With climate change emerging as a top environmental concern, some people are installing solar arrays on their roofs, switching to hybrid or electric cars, and taking mass transit. But with pump prices relatively cheap, gas-thirsty vehicles like SUVs and pickup trucks are more popular.
A new critical mass
All of us have a role to play, and our individual contributions can add up to big changes. That’s true not just for what we do, but for what we say. Because safeguarding our Earth also requires government action, and that rarely happens without the public demanding it.
Massive public support in 1970 led to the formation that year of the federal Environmental Protection Agency, and to a flood of legislation that created the legal and regulatory framework for decades of environmental protections. Policies that ensued changed our own behavior — like nickel deposits on bottles and bans on plastic bags.
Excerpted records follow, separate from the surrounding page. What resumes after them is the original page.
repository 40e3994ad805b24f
//! Types exchanged across repository ports.

use cookflow_domain::ChallengeProgress;

/// A guarded progress write, alone or as one row of a batch.
///
/// `expected_count` is the `completed_count` the caller read before mutating.
/// The store applies the write only if the row still holds that count and is
/// still active.
#[derive(Debug, Clone, PartialEq, Eq)]
pub struct ProgressChange {
    pub expected_count: u32,
    pub progress: ChallengeProgress,
}
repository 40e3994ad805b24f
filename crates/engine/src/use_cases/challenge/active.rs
//! List a user's active (not yet completed) challenges.

use std::sync::Arc;

use cookflow_domain::UserId;

use super::types::ProgressSummary;
use crate::infrastructure::ports::{ChallengeRepo, ProgressRepo, RepoError};

pub struct ListActiveProgress {
    progress_repo: Arc<dyn ProgressRepo>,
    challenge_repo: Arc<dyn ChallengeRepo>,
}

impl ListActiveProgress {
    pub fn new(progress_repo: Arc<dyn ProgressRepo>, challenge_repo: Arc<dyn ChallengeRepo>) -> Self {
        Self {
            progress_repo,
            challenge_repo,
        }
    }

    /// Most recently started first.
    pub async fn execute(&self, user_id: UserId) -> Result<Vec<ProgressSummary>, RepoError> {
        let records = self.progress_repo.list_active_for_user(user_id).await?;

        let mut summaries = Vec::with_capacity(records.len());
        for progress in &records {
            match self.challenge_repo.get(progress.challenge_id()).await? {
                Some(challenge) => summaries.push(ProgressSummary::new(progress, &challenge)),
                None => tracing::warn!(
                    user_id = %user_id,
                    challenge_id = %progress.challenge_id(),
                    "Active progress references a missing challenge, skipping"
                ),
            }
        }
        Ok(summaries)
    }
}
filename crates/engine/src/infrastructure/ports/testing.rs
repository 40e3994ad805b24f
//! Testability port for injecting time.

use chrono::{DateTime, Utc};

#[cfg_attr(test, mockall::automock)]
pub trait ClockPort: Send + Sync {
    fn now(&self) -> DateTime<Utc>;
}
Climate change-related policies also are more likely to happen when a new critical mass of Americans protests loudly, and votes. The demand is growing. It’s why new buildings boast of meeting green building standards, why the food industry is producing burgers made with plants not beef, why wind and solar power are growing.
The battle has not changed. On one side are people seeking to protect the planet. On the other are corporations and their government enablers seeking to protect their bottom lines, and people who want cars that guzzle gas.
Join the fight. On this Earth Day, do something to make a difference. And do it again.
We’ve come a long way. It would be madness to go backward now.